Photo by Albert DeVos Mose Scarlett and Leon Redbone at Hugh's Room, Toronto, 2010.

As troubadours, Toronto’s Mose Scarlett and Leon Redbone were cut from the same vintage cloth. Both came up through the Yorkville scene of the late 1960s, performing songs from bygone eras–jazz, blues, ragtime and swing–and always dressed for the part: Scarlett neatly turned out in a three-piece suit and fedora or, more informally, a waistcoat and workingman’s flat cap; Redbone immaculate in a dark suit, a bow or string tie, topped by a fedora, straw boater, a Panama hat or even, occasionally, a pith helmet. They could have been arch rivals, instead they were good friends.

When Mose and Leon died on the same day—May 30, 2019—many who knew the pair felt the coincidence as fitting as it was strange. Each had graduated from coffeehouses to concert halls and folk festivals and recorded albums that were cherished by lovers of old blues and Tin Pan Alley pop. Redbone, with his Groucho Marx moustache and mysterious biography, became more the celebrated of the two, thanks to Bob Dylan’s stamp of approval and resulting appearances on Saturday Night Live and The Tonight Show with Johnny Carson. 

leonLeon guarded his real-life details like state secrets, leading to endless snooping by reporters who didn’t like being fooled. He started out performing at Ryerson’s Pornographic Onion using just the name “Sonny.” If people wanted to reach him, they could call Cue Billiards at the Bloor subway station where he often played pool and just ask for him. If he wasn’t there, the pool hall would take a message. When Rolling Stone pressed Redbone for his age and who his parents were, he told the writer he was 304, that his father was Italian violinist Paganini and his mother was Swedish opera singer Jenny Lind. As for his place of birth, Redbone replied, “I only wish I knew.”

Mose, on the other hand, was an open book. Born in Peterborough, Ont. to an electrical engineer father and former kindergarten teacher mother, he moved with his family to Ohio until he was 18, when he returned to Canada to avoid the Vietnam draft. Settling in Toronto, he met and befriended U.S. blues legend Lonnie Johnson, who’d taken up a Toronto residency, and became something of the master’s understudy. Before long, Scarlett was performing his own repertoire of age-old tunes in coffeehouses like the Nervous Breakdown and workshop gatherings at the Mariposa Folk Festival. According to his musician friend Ken Whiteley, “Mose really related to that sense of community and fellowship.”

mose leonAnother friend of Scarlett’s was Bruce Cockburn, who remembers him and Redbone as a study in contrasts. “When Leon was still known as Sonny,” says Cockburn, “he’d come over to Mose’s place and play harmonica while Mose and I jammed. A few years later, Sonny was suddenly this incredible guitar player called Leon Redbone, but had been very private about his development. And he never let anyone know where he lived. None of those things were true about Mose. He was at all not secretive, just a friendly, pretty open guy. And while he seemed like he was from another era in every way, it was not at all phoney or put on.”

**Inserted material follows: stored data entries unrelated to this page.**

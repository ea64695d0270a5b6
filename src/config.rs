//! Configuration types.

use std::time::Duration;

use serde::{Deserialize, Serialize};

use crate::error::ConfigError;

/// Per-agent behaviour switches for the sales reply pipeline.
///
/// Owned by the surrounding service and passed by value on every call.
#[derive(Debug, Clone, Copy, PartialEq, Eq, Serialize, Deserialize)]
#[serde(rename_all = "camelCase")]
pub struct AgentConfig {
    /// Send positive-intent replies automatically after the thinking delay.
    pub autopilot: bool,
    /// Allow bump follow-ups when a lead goes quiet (scheduled outside the core).
    pub allow_followups: bool,
    /// Draft replies to out-of-office auto responses instead of skipping them.
    #[serde(rename = "handleOOO")]
    pub handle_ooo: bool,
    /// Attempt to answer soft rejections (handled outside the core).
    pub handle_objections: bool,
}

impl Default for AgentConfig {
    fn default() -> Self {
        Self {
            autopilot: true,
            allow_followups: true,
            handle_ooo: true,
            handle_objections: true,
        }
    }
}

/// Longest accepted thinking time, one day.
pub const MAX_THINKING_MINUTES: u64 = 24 * 60;

/// Bounds of the randomized "thinking time" before an autopilot reply.
///
/// Only constructible through [`ThinkingTime::new`], so `min <= max <= one day`
/// always holds.
#[derive(Debug, Clone, Copy, PartialEq, Eq)]
pub struct ThinkingTime {
    min_minutes: u64,
    max_minutes: u64,
}

impl ThinkingTime {
    pub fn new(min_minutes: u64, max_minutes: u64) -> Result<Self, ConfigError> {
        if min_minutes > max_minutes {
            return Err(ConfigError::InvalidValue {
                key: "thinking_time".into(),
                message: format!("min ({min_minutes}) exceeds max ({max_minutes})"),
            });
        }
        if max_minutes > MAX_THINKING_MINUTES {
            return Err(ConfigError::InvalidValue {
                key: "thinking_time".into(),
                message: format!("max ({max_minutes}) exceeds {MAX_THINKING_MINUTES} minutes"),
            });
        }
        Ok(Self {
            min_minutes,
            max_minutes,
        })
    }

    pub fn min_minutes(&self) -> u64 {
        self.min_minutes
    }

    pub fn max_minutes(&self) -> u64 {
        self.max_minutes
    }

    pub fn min(&self) -> Duration {
        Duration::from_secs(self.min_minutes * 60)
    }

    pub fn max(&self) -> Duration {
        Duration::from_secs(self.max_minutes * 60)
    }
}

impl Default for ThinkingTime {
    fn default() -> Self {
        Self {
            min_minutes: 5,
            max_minutes: 15,
        }
    }
}

/// Process-level settings for the outreach core.
#[derive(Debug, Clone)]
pub struct OutreachConfig {
    /// Agent switches used when a caller has none of its own.
    pub agent: AgentConfig,
    pub thinking_time: ThinkingTime,
    /// Upper bound on one sentiment analysis; past it the reply goes to a human.
    pub sentiment_timeout: Duration,
    /// Upper bound on a single dispatch call.
    pub dispatch_timeout: Duration,
}

impl Default for OutreachConfig {
    fn default() -> Self {
        Self {
            agent: AgentConfig::default(),
            thinking_time: ThinkingTime::default(),
            sentiment_timeout: Duration::from_secs(60),
            dispatch_timeout: Duration::from_secs(60),
        }
    }
}

impl OutreachConfig {
    /// Read overrides from `OUTREACH_*` environment variables.
    ///
    /// Unset variables keep their defaults; malformed ones are rejected.
    pub fn from_env() -> Result<Self, ConfigError> {
        Self::from_lookup(|key| std::env::var(key).ok())
    }

    /// Same as [`from_env`](Self::from_env) over an arbitrary lookup.
    pub fn from_lookup(lookup: impl Fn(&str) -> Option<String>) -> Result<Self, ConfigError> {
        let defaults = Self::default();

        let agent = AgentConfig {
            autopilot: parse_var(&lookup, "OUTREACH_AUTOPILOT", parse_bool)?
                .unwrap_or(defaults.agent.autopilot),
            allow_followups: parse_var(&lookup, "OUTREACH_ALLOW_FOLLOWUPS", parse_bool)?
                .unwrap_or(defaults.agent.allow_followups),
            handle_ooo: parse_var(&lookup, "OUTREACH_HANDLE_OOO", parse_bool)?
                .unwrap_or(defaults.agent.handle_ooo),
            handle_objections: parse_var(&lookup, "OUTREACH_HANDLE_OBJECTIONS", parse_bool)?
                .unwrap_or(defaults.agent.handle_objections),
        };

        let min = parse_var(&lookup, "OUTREACH_THINKING_MIN_MINUTES", parse_u64)?
            .unwrap_or(defaults.thinking_time.min_minutes());
        let max = parse_var(&lookup, "OUTREACH_THINKING_MAX_MINUTES", parse_u64)?
            .unwrap_or(defaults.thinking_time.max_minutes());

        let sentiment_timeout = parse_var(&lookup, "OUTREACH_SENTIMENT_TIMEOUT_SECS", parse_u64)?
            .map(Duration::from_secs)
            .unwrap_or(defaults.sentiment_timeout);

        let dispatch_timeout = parse_var(&lookup, "OUTREACH_DISPATCH_TIMEOUT_SECS", parse_u64)?
            .map(Duration::from_secs)
            .unwrap_or(defaults.dispatch_timeout);

        Ok(Self {
            agent,
            thinking_time: ThinkingTime::new(min, max)?,
            sentiment_timeout,
            dispatch_timeout,
        })
    }
}

fn parse_var<T>(
    lookup: &impl Fn(&str) -> Option<String>,
    key: &str,
    parse: fn(&str) -> Option<T>,
) -> Result<Option<T>, ConfigError> {
    match lookup(key) {
        None => Ok(None),
        Some(raw) => parse(raw.trim())
            .map(Some)
            .ok_or_else(|| ConfigError::InvalidValue {
                key: key.to_string(),
                message: format!("cannot parse '{raw}'"),
            }),
    }
}

fn parse_bool(raw: &str) -> Option<bool> {
    match raw.to_ascii_lowercase().as_str() {
        "1" | "true" | "yes" | "on" => Some(true),
        "0" | "false" | "no" | "off" => Some(false),
        _ => None,
    }
}

fn parse_u64(raw: &str) -> Option<u64> {
    raw.parse().ok()
}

Leon, always behind dark sunglasses, kept his sources hidden. But guitarist Tony Quarrington believes it was from Mose that Leon first learned old material like “The Sheik of Araby and Irving Berlin’s “My Walking Stick,” songs for which he became famous. “Leon put on a persona to do those songs,” says Quarrington, “but Mose was performing them very early on and they really seemed to be part of who he was. He never got to be as well-known as Leon, but he was never resentful about that. Mose left his own legacy and will be remembered for embodying that world of music and sharing it with whoever would listen.”

Mose Scarlett and Leon Redbone—remarkably similar yet entirely different.